§ **Problem**:
Print exactly those lines that run from the beginning of the data to the line bearing "use crate::network::NetworkDefinition;", inclusive.

= = = = =

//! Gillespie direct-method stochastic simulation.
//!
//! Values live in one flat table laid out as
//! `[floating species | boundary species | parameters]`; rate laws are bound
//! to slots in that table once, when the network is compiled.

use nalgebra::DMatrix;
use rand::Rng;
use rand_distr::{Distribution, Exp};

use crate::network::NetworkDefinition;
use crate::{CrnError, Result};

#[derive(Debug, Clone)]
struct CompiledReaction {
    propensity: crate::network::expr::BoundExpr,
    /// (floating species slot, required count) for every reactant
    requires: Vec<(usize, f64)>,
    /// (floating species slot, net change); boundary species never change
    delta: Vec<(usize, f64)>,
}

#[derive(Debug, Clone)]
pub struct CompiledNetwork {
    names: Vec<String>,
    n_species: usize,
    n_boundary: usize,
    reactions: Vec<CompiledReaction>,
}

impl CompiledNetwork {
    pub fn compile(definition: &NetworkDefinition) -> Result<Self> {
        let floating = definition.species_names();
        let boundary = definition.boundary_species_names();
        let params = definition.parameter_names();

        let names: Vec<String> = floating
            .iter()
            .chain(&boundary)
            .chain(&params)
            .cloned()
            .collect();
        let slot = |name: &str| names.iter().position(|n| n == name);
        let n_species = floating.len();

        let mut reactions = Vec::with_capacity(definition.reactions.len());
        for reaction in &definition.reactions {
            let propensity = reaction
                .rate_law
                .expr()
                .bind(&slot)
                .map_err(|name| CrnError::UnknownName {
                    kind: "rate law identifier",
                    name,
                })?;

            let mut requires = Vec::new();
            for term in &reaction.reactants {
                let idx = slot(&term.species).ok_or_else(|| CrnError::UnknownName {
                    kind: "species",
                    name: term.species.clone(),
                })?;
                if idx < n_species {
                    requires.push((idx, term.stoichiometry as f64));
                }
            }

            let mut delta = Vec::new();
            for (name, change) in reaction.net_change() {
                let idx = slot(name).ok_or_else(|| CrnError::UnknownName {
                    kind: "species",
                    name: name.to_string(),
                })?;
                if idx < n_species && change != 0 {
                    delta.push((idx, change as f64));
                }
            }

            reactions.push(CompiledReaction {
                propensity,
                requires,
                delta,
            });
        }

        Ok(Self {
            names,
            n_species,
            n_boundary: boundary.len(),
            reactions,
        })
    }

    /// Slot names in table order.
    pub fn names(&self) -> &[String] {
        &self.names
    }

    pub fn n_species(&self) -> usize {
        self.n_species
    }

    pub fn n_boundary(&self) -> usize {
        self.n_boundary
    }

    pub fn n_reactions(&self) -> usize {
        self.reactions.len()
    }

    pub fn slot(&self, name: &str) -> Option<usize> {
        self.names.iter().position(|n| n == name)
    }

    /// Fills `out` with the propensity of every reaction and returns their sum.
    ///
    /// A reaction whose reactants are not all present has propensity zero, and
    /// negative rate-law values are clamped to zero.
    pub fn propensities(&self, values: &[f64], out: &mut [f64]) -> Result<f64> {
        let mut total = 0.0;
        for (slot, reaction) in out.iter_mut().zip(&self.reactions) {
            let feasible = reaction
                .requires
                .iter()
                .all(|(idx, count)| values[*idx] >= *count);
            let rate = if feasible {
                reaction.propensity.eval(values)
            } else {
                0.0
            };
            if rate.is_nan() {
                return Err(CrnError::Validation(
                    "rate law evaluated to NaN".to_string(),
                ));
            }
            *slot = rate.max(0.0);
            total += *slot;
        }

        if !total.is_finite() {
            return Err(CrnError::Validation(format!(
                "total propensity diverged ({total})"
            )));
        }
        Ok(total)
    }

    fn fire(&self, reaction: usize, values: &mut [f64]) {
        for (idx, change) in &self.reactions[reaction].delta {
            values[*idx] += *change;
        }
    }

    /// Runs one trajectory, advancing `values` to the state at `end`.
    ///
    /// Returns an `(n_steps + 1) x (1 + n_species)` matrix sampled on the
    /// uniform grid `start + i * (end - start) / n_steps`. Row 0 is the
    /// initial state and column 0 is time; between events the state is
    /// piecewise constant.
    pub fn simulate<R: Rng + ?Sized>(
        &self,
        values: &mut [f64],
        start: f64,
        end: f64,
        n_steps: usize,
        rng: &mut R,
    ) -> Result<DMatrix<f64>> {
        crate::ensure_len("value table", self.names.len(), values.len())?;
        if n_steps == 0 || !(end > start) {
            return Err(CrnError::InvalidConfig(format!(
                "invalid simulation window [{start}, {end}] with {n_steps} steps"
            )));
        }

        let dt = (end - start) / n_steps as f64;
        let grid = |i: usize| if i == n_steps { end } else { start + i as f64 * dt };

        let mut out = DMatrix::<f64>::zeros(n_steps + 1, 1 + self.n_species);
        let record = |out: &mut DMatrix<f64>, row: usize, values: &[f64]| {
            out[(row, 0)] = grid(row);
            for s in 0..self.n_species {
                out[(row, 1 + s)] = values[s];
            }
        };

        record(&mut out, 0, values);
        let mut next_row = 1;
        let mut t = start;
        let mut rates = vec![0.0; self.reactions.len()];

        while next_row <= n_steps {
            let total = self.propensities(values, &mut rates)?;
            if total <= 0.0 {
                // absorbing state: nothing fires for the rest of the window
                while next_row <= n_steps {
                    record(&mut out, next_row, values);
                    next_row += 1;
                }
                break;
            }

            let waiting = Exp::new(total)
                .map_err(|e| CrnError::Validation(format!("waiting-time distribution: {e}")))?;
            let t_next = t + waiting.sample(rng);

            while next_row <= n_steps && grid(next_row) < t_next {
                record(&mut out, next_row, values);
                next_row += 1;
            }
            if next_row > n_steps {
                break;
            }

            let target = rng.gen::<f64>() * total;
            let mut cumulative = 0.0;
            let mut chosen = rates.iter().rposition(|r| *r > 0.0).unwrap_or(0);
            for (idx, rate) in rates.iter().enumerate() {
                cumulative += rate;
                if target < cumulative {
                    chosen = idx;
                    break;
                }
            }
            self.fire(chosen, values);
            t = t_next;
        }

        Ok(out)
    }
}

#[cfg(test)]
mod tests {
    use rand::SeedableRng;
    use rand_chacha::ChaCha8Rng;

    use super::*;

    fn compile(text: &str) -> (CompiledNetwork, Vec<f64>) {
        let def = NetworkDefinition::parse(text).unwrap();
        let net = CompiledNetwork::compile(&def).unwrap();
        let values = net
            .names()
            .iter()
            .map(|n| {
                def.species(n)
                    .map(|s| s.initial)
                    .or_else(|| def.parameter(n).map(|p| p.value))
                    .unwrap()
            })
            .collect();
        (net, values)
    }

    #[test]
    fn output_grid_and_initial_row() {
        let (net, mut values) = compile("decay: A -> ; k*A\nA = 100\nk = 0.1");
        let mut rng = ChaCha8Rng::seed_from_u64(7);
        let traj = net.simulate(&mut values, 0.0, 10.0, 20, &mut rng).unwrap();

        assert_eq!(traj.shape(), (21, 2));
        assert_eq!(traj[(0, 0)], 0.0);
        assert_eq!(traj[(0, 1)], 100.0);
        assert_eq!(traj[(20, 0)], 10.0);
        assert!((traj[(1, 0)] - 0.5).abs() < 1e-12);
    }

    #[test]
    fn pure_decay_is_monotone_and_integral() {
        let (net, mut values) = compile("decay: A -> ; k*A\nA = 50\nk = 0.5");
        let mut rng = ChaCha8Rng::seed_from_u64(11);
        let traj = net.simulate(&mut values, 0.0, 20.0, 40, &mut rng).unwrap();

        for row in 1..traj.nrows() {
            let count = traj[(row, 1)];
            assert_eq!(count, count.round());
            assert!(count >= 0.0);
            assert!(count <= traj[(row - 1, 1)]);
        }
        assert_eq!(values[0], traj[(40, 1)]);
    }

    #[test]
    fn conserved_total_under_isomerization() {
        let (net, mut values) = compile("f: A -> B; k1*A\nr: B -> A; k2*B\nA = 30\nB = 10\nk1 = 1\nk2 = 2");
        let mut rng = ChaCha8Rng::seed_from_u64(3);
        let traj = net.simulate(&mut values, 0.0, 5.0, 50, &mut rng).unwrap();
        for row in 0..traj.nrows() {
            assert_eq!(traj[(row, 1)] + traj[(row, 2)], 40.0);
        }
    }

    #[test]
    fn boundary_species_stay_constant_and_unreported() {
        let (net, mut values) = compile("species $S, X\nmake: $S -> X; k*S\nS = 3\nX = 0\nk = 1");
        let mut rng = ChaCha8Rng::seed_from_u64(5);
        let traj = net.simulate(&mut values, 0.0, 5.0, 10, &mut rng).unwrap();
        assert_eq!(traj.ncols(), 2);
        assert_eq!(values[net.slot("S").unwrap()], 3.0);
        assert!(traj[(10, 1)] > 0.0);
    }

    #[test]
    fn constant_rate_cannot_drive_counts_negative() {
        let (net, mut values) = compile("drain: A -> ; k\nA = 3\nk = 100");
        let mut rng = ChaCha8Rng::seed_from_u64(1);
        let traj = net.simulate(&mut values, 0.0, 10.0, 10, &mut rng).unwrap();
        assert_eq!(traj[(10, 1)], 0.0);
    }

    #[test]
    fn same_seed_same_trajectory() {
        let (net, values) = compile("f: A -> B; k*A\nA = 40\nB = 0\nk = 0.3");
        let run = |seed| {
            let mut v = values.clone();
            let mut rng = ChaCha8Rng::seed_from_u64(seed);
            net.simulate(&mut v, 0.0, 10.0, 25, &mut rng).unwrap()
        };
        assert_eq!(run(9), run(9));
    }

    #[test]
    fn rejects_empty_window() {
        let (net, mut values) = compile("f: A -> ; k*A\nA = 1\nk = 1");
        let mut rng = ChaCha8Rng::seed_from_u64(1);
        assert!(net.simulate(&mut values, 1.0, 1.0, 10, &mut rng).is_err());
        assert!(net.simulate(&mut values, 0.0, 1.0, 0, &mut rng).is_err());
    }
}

= = = = =

§ **Result of the exercise**:
//! Gillespie direct-method stochastic simulation.
//!
//! Values live in one flat table laid out as
//! `[floating species | boundary species | parameters]`; rate laws are bound
//! to slots in that table once, when the network is compiled.

use nalgebra::DMatrix;
use rand::Rng;
use rand_distr::{Distribution, Exp};

use crate::network::NetworkDefinition;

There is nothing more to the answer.